DVD Review: Manglehorn

Starring: Al Pacino, Holly Hunter
Director: David Gordon Green

manglehorn 1There’s a faint air of an over-sixties version of Pacino’s 1991 hit Frankie and Johnny to David Gordon Green’s Manglehorn, except that this is how it would play out in real life, warts, senior citizen discounts and all. Al Pacino plays the titular character, an ageing locksmith who seems to be a picture of loneliness and yearning. He spends his evenings pouring his heart out in letters to a long-lost sweetheart, while the one bright spot in his week is chatting up the local bank teller (Holly Hunter). Seems like it wouldn’t take much for romance to blossom…

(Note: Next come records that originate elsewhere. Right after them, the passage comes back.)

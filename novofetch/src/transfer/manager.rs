//! Transfer Manager implementation.

use std::path::PathBuf;
use std::sync::Arc;

use chrono::Utc;
use dashmap::DashMap;
use tokio::sync::{Semaphore, broadcast};
use tokio::task::JoinHandle;
use tokio_util::sync::CancellationToken;
use tracing::{debug, info, warn};

use super::pipeline::StageRunner;
use super::request::DeliveryRequest;
use super::store::TaskStore;
use super::task::{TaskStatus, TransferEvent, TransferTask};
use super::tool::TransferTool;
use crate::settings::Settings;
use crate::{Error, Result};

/// Broadcast capacity for task events.
const EVENT_CHANNEL_CAPACITY: usize = 256;

/// Execution-unit bookkeeping for a started task.
struct RunningTask {
    /// Cancelling this also kills the task's in-flight transfer process.
    cancel: CancellationToken,
    #[allow(dead_code)]
    handle: JoinHandle<()>,
}

/// The public-facing transfer coordinator.
///
/// Owns the task store and spawns one execution unit per started task.
/// Constructed once from settings by the process entry point and shared
/// behind an `Arc`; reconfiguring means constructing a new instance.
pub struct TransferManager {
    store: Arc<TaskStore>,
    tool: Arc<dyn TransferTool>,
    /// Root under which per-task directories are created.
    download_root: PathBuf,
    auto_validate: bool,
    /// Caps how many transfers run at the same time.
    slots: Arc<Semaphore>,
    /// Execution units of started, not-yet-removed tasks.
    running: DashMap<String, RunningTask>,
    events: broadcast::Sender<TransferEvent>,
}

impl TransferManager {
    /// Create a manager bound to a tool adapter and settings.
    pub fn new(tool: Arc<dyn TransferTool>, settings: &Settings) -> Self {
        let (events, _) = broadcast::channel(EVENT_CHANNEL_CAPACITY);
        Self {
            store: Arc::new(TaskStore::new()),
            tool,
            download_root: settings.download_root.clone(),
            auto_validate: settings.auto_validate,
            slots: Arc::new(Semaphore::new(settings.max_concurrent_tasks.max(1))),
            running: DashMap::new(),
            events,
        }
    }

    /// Subscribe to status/progress events for all tasks.
    ///
    /// Delivery is lossy for subscribers that fall behind; a slow
    /// subscriber never blocks a running task.
    pub fn subscribe(&self) -> broadcast::Receiver<TransferEvent> {
        self.events.subscribe()
    }

    /// Snapshot of one task.
    pub fn get(&self, id: &str) -> Option<TransferTask> {
        self.store.get(id)
    }

    /// Snapshot of all tasks.
    pub fn list(&self) -> Vec<TransferTask> {
        self.store.list()
    }

    /// Register a new Pending task with its own download directory.
    pub fn create_task(&self, request: DeliveryRequest) -> Result<TransferTask> {
        request.validate()?;

        let target_dir = self.allocate_task_dir(&request.account)?;
        let task = self.store.create(request, target_dir);
        let _ = self.store.update(&task.id, |t| {
            t.append_log(&format!("Task created: {}", t.id));
        });

        info!(task_id = %task.id, dir = %task.target_dir.display(), "Task created");
        Ok(self.store.get(&task.id).unwrap_or(task))
    }

    /// Start a Pending task's execution unit. Returns immediately.
    ///
    /// A missing tool binary is detected here, before anything is spawned:
    /// the task is marked Failed with a descriptive error.
    pub fn start_task(&self, id: &str) -> Result<()> {
        let task = self
            .store
            .get(id)
            .ok_or_else(|| Error::not_found("task", id))?;
        if task.status != TaskStatus::Pending {
            return Err(Error::invalid_state(id, task.status.as_str()));
        }

        if !self.tool.is_available() {
            let message = "transfer tool is not available; check the configured path".to_string();
            let _ = self.store.update(id, |t| {
                t.status = TaskStatus::Failed;
                t.error_message = message.clone();
                t.finished_at = Some(Utc::now());
                t.append_log(&format!("Task failed: {}", message));
            });
            self.notify_status(id, TaskStatus::Failed);
            warn!(task_id = %id, "Refusing to start task: tool unavailable");
            return Err(Error::config(message));
        }

        let cancel = CancellationToken::new();
        let runner = StageRunner {
            store: self.store.clone(),
            tool: self.tool.clone(),
            events: self.events.clone(),
            cancel: cancel.clone(),
            auto_validate: self.auto_validate,
            task_id: id.to_string(),
        };

        let slots = self.slots.clone();
        let store = self.store.clone();
        let task_id = id.to_string();
        let handle = tokio::spawn(async move {
            if slots.available_permits() == 0 {
                let _ = store.update(&task_id, |t| {
                    t.append_log("Waiting for a free transfer slot");
                });
            }
            let Ok(_permit) = slots.acquire_owned().await else {
                // Semaphore closed: the process is shutting down.
                return;
            };

            // The task may have been cancelled while queued.
            match store.get(&task_id) {
                Some(t) if t.status == TaskStatus::Pending => {}
                _ => {
                    debug!(task_id = %task_id, "Task no longer pending, not running pipeline");
                    return;
                }
            }

            runner.run().await;
        });

        self.running.insert(
            id.to_string(),
            RunningTask {
                cancel,
                handle,
            },
        );

        info!(task_id = %id, "Task started");
        Ok(())
    }

    /// Cancel a non-terminal task.
    ///
    /// Flips the status immediately; if a transfer process is in flight,
    /// its cancellation token kills it.
    pub fn cancel_task(&self, id: &str) -> Result<()> {
        let task = self
            .store
            .get(id)
            .ok_or_else(|| Error::not_found("task", id))?;
        if task.status.is_terminal() {
            return Err(Error::invalid_state(id, task.status.as_str()));
        }

        let _ = self.store.update(id, |t| {
            t.status = TaskStatus::Cancelled;
            t.current_step = "Cancelled".to_string();
            t.finished_at = Some(Utc::now());
            t.append_log("Task cancelled");
        });
        self.notify_status(id, TaskStatus::Cancelled);

        if let Some(running) = self.running.get(id) {
            running.cancel.cancel();
        }

        info!(task_id = %id, "Task cancelled");
        Ok(())
    }

    /// Remove a terminal task and release its execution-unit handle.
    pub fn remove_task(&self, id: &str) -> Result<()> {
        self.store.remove(id)?;
        self.running.remove(id);
        info!(task_id = %id, "Task removed");
        Ok(())
    }

    /// Cancel every non-terminal task, e.g. on process shutdown.
    pub fn shutdown(&self) {
        for task in self.store.list() {
            if !task.status.is_terminal()
                && let Err(e) = self.cancel_task(&task.id)
            {
                debug!(task_id = %task.id, error = %e, "Shutdown cancel skipped");
            }
        }
    }

    /// Derive a fresh task directory from the account and the current time.
    fn allocate_task_dir(&self, account: &str) -> Result<PathBuf> {
        let base = format!("{}_{}", account, Utc::now().timestamp_millis());
        let mut dir = self.download_root.join(&base);
        let mut bump = 0u32;
        while dir.exists() {
            bump += 1;
            dir = self.download_root.join(format!("{}_{}", base, bump));
        }
        std::fs::create_dir_all(&dir)?;
        Ok(dir)
    }

    fn notify_status(&self, id: &str, status: TaskStatus) {
        let _ = self.events.send(TransferEvent::StatusChanged {
            task_id: id.to_string(),
            status,
        });
    }
}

Except that this isn’t a rom-com, and it turns out that Manglehorn is a contradictory so-and-so. As much as he’s drawn to people, he’s also inclined to become cranky and defensive, and when the two meet up for a disastrous lunch, we quickly see why his city slicker son (Chris Messina) has learnt to be extremely wary of him. As for this long-lost love he’s cherishing, perhaps he’s just using that as an excuse to push other people away? Perhaps Manglehorn has simply given up on life?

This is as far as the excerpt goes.